[AIM OF THE EXERCISE]
Return nothing except the lines from the one that contains "let mut sum = T::zero();" through the end of the material below, each exactly as given.

[PROVIDED DATA]
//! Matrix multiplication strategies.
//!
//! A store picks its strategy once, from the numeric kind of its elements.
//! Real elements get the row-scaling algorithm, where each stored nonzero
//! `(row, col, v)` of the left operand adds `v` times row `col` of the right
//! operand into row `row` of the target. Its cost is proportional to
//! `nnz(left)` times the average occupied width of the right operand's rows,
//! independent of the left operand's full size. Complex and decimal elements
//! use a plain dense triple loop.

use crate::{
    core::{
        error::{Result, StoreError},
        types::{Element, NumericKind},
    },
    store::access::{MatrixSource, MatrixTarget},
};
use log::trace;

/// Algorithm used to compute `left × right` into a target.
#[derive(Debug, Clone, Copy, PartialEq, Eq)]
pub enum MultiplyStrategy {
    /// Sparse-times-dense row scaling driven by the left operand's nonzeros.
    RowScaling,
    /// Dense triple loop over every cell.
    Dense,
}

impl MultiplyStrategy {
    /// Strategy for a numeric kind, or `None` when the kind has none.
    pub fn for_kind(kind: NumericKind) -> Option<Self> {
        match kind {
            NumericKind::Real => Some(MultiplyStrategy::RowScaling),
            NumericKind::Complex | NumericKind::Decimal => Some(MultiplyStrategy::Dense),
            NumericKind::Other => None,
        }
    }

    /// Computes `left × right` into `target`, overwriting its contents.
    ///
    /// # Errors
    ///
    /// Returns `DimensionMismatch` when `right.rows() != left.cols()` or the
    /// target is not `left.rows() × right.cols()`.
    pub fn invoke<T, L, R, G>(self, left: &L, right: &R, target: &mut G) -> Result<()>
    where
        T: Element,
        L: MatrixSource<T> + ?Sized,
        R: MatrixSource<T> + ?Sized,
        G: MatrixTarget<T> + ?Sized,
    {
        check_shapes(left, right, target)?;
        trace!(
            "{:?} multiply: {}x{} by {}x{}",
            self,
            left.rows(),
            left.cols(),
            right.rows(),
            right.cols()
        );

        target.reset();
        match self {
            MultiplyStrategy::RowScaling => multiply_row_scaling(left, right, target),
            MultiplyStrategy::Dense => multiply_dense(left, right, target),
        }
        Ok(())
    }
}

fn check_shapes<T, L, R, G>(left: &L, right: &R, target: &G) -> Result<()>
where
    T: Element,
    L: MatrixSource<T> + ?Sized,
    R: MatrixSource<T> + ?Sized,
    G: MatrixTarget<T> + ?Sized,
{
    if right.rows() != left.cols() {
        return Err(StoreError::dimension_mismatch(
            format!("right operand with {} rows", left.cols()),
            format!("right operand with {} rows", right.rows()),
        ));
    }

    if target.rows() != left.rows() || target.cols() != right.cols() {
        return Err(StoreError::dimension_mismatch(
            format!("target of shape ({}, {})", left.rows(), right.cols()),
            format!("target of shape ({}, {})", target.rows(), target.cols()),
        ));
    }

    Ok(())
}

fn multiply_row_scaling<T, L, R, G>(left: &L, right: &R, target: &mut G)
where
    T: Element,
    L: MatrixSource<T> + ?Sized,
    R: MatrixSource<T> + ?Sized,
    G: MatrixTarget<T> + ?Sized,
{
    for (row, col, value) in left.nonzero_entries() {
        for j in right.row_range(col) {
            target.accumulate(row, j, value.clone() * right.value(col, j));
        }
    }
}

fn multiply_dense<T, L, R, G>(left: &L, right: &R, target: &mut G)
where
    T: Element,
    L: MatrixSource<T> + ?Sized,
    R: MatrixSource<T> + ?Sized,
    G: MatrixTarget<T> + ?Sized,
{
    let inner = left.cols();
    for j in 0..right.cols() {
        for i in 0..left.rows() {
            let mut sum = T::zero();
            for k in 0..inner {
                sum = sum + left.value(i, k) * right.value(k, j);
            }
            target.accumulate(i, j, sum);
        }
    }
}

[REPLY TO THE TASK]
            let mut sum = T::zero();
            for k in 0..inner {
                sum = sum + left.value(i, k) * right.value(k, j);
            }
            target.accumulate(i, j, sum);
        }
    }
}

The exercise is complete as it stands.